__The task__: Your answer should consist of every line from the records that holds the string "collect".
━━━━━ Data extract
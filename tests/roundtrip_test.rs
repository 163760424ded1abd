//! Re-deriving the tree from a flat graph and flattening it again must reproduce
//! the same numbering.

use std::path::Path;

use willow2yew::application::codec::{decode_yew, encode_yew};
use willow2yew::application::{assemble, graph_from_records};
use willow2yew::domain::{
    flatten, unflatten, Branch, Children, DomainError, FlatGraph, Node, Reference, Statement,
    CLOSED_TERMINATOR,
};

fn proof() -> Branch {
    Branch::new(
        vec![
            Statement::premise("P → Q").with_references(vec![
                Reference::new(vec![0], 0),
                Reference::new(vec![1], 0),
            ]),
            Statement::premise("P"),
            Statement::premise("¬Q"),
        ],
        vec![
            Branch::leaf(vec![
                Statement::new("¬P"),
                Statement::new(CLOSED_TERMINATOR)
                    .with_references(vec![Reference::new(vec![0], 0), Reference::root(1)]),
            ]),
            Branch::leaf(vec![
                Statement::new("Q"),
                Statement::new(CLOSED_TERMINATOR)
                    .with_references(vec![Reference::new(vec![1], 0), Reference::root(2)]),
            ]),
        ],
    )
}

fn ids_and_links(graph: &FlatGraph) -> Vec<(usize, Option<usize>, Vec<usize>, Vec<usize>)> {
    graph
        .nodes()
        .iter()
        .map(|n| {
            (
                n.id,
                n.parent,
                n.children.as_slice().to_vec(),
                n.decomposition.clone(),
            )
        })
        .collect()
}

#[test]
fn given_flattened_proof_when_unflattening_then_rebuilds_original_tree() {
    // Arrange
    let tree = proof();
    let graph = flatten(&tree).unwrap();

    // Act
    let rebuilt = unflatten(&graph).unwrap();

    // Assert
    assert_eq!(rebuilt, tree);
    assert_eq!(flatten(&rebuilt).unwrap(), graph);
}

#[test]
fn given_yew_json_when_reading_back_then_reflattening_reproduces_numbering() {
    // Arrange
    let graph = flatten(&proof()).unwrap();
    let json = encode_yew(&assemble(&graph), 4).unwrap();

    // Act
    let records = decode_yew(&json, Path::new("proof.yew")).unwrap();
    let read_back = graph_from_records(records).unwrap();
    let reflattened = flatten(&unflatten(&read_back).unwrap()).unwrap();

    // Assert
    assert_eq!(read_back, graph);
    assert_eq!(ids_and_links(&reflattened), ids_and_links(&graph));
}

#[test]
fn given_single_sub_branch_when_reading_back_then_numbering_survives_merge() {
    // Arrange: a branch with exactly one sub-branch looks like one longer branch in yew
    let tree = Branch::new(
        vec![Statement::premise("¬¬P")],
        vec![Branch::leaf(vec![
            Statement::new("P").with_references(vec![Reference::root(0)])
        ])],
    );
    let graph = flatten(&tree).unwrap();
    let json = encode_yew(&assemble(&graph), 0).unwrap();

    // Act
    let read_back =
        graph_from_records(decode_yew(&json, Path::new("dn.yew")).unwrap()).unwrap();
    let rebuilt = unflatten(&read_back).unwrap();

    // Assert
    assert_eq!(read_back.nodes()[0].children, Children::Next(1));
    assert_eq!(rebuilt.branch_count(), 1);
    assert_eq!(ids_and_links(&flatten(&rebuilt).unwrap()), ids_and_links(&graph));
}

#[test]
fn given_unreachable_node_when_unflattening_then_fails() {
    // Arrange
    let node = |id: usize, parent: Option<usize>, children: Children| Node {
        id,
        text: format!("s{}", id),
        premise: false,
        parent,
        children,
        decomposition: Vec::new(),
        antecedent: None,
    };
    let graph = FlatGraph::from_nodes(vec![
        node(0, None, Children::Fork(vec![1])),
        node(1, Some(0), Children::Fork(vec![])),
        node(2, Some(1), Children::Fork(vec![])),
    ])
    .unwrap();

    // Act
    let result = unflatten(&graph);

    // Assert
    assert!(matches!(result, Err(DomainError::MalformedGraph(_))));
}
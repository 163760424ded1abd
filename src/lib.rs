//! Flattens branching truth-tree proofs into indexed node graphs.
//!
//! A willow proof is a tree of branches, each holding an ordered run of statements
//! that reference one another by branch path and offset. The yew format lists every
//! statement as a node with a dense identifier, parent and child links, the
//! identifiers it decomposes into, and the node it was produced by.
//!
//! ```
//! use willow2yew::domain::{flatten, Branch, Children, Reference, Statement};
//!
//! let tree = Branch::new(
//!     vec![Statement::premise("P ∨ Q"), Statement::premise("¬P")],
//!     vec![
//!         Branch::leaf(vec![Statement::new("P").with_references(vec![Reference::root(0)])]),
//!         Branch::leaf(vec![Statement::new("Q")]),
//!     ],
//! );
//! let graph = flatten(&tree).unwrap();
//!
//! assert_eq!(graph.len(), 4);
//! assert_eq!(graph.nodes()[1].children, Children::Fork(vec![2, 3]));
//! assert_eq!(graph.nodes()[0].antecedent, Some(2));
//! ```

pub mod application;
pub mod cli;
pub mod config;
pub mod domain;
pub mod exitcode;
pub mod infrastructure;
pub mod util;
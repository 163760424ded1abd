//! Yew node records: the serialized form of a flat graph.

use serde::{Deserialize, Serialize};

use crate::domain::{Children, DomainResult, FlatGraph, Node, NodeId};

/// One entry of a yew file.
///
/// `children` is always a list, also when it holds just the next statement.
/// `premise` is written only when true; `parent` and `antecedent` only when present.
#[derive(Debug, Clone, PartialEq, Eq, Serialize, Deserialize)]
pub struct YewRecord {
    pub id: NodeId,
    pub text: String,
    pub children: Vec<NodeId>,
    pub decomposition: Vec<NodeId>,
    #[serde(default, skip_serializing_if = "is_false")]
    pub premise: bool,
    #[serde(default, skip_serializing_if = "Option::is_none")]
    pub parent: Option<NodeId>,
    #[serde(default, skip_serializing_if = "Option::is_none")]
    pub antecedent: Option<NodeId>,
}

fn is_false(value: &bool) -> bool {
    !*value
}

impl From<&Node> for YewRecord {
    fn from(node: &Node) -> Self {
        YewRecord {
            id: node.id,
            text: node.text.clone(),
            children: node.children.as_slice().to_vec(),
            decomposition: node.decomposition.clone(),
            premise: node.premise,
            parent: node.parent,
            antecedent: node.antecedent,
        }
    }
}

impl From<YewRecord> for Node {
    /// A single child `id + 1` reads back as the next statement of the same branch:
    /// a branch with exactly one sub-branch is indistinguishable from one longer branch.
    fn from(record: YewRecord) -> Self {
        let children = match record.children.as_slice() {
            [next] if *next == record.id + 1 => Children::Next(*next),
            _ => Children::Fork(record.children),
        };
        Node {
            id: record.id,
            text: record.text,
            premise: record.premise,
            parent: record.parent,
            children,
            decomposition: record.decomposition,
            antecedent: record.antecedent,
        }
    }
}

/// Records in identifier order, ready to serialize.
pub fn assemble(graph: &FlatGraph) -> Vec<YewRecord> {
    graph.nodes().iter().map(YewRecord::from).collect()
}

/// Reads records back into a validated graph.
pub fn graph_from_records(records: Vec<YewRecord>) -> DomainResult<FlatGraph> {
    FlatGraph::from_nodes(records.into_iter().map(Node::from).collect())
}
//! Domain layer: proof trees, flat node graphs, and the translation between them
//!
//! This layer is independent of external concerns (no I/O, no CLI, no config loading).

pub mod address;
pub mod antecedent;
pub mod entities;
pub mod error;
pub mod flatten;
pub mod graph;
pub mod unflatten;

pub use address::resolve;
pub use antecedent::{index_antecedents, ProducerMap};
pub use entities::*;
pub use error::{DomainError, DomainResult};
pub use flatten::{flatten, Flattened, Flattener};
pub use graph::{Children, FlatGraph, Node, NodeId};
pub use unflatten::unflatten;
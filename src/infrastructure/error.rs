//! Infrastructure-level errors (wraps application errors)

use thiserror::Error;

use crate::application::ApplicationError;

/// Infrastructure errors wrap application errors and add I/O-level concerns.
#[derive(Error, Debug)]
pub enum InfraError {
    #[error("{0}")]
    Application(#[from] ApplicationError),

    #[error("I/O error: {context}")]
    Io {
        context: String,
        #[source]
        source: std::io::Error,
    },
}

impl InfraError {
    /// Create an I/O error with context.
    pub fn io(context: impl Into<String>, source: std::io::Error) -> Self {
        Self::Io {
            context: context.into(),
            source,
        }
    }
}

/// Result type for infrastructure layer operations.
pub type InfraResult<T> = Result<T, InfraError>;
━━━━━━━━━━
__Answer to this task__:
        .collect()
    graph.nodes().iter().map(YewRecord::from).collect()
    FlatGraph::from_nodes(records.into_iter().map(Node::from).collect())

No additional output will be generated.